══ DATA FOR THIS EXERCISE

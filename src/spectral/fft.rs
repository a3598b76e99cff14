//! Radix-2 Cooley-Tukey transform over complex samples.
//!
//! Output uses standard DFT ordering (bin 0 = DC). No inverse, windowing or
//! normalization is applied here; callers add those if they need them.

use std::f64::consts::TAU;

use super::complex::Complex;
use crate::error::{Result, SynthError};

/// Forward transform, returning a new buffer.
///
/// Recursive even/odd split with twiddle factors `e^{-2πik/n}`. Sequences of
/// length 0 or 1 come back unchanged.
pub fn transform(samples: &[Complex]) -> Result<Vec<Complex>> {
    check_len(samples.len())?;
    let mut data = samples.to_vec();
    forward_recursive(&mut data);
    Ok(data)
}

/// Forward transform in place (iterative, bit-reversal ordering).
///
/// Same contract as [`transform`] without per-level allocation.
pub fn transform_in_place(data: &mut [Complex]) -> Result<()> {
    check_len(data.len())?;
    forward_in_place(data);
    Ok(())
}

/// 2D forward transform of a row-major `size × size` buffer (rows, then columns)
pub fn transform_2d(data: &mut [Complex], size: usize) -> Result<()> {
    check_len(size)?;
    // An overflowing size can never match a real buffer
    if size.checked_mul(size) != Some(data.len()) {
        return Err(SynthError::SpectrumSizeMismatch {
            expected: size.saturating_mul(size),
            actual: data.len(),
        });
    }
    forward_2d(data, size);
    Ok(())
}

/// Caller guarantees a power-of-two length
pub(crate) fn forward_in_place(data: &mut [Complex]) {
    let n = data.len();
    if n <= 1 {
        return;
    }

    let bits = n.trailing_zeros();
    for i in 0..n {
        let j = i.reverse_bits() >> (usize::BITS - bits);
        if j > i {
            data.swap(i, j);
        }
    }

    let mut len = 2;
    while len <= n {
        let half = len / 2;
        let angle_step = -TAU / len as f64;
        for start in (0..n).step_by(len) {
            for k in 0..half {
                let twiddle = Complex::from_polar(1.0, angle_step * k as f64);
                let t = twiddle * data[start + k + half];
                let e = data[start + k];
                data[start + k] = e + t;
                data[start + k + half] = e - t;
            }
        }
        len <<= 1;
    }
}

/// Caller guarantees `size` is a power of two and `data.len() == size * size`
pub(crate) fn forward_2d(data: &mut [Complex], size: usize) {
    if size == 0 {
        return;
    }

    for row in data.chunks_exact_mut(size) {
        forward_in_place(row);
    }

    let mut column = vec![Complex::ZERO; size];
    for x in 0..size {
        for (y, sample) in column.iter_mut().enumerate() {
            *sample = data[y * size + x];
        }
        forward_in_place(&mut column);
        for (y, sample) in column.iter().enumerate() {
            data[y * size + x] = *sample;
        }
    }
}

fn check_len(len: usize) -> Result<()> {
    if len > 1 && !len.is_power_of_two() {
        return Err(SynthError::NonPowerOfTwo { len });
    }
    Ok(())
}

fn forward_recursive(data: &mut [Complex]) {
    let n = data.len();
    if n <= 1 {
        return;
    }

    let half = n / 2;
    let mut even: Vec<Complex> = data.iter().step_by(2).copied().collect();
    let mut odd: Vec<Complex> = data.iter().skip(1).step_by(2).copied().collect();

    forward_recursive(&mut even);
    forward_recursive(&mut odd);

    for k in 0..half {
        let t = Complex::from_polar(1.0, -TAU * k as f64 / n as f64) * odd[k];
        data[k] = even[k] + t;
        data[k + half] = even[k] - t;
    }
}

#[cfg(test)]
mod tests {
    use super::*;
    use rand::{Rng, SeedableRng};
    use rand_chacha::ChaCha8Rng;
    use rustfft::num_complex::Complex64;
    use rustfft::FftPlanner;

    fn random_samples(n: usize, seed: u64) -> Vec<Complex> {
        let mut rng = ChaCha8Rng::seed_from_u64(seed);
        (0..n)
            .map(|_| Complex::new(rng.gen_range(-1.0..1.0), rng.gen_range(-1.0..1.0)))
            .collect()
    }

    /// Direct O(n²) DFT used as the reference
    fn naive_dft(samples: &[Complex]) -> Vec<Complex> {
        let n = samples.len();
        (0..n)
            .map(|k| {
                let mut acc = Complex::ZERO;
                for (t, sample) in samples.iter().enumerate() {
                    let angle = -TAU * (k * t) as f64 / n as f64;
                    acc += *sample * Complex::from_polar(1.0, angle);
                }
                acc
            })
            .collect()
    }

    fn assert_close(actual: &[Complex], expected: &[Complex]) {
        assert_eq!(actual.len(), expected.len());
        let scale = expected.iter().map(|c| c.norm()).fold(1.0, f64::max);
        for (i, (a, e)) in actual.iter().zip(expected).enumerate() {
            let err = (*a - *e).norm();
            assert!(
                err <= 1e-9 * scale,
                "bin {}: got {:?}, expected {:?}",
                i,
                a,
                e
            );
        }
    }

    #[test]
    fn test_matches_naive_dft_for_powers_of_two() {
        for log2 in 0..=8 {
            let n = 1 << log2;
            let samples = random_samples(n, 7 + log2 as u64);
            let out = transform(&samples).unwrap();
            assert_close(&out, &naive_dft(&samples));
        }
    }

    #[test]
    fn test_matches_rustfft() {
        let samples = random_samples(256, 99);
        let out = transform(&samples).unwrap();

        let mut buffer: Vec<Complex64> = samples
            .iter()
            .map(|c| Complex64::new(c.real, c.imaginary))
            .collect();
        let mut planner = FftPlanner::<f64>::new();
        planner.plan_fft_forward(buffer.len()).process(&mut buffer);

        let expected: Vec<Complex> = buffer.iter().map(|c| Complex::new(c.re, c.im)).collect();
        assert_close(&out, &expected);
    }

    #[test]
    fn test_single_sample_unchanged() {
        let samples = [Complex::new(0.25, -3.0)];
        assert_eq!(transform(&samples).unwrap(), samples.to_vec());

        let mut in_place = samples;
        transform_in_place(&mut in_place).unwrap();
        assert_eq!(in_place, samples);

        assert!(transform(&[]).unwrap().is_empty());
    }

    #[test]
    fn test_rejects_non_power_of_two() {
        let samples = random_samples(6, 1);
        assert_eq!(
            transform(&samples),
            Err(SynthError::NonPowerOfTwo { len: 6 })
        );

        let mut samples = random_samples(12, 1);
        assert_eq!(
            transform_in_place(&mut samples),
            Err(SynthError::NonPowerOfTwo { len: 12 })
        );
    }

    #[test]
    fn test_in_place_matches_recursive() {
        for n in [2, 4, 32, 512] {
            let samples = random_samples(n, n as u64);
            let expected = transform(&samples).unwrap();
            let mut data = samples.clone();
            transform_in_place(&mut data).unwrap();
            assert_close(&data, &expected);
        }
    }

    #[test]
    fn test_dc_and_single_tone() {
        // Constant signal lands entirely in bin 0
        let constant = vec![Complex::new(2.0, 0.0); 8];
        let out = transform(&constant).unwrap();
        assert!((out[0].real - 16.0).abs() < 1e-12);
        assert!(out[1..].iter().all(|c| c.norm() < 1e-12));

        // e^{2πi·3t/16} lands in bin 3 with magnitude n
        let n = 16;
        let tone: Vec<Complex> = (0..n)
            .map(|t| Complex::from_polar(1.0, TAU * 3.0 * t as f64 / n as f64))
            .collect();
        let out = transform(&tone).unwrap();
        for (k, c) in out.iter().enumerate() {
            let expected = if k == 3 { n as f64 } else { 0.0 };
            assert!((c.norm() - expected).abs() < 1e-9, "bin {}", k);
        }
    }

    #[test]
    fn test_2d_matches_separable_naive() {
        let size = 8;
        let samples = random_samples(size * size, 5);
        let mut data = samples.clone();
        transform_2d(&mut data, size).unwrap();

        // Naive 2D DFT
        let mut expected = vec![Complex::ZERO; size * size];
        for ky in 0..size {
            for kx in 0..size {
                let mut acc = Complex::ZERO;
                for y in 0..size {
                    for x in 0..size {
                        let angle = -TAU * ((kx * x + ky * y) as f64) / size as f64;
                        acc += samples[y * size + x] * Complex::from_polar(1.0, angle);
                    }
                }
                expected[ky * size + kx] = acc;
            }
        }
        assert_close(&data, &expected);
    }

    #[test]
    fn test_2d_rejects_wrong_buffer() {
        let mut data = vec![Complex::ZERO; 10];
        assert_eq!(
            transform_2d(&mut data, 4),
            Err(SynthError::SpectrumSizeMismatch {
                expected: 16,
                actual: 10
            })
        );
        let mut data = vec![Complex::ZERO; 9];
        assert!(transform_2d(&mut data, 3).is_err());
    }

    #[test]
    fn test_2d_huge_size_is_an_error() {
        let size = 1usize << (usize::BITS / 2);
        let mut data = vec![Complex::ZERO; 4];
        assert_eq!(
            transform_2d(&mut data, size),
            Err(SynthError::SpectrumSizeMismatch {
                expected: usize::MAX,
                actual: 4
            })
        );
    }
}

════

### PROBLEM TO WORK ON:
What lines above contain the word "SynthError"? Please copy each one.

### ANSWER:
use crate::error::{Result, SynthError};
        return Err(SynthError::SpectrumSizeMismatch {
        return Err(SynthError::NonPowerOfTwo { len });
            Err(SynthError::NonPowerOfTwo { len: 6 })
            Err(SynthError::NonPowerOfTwo { len: 12 })
            Err(SynthError::SpectrumSizeMismatch {
            Err(SynthError::SpectrumSizeMismatch {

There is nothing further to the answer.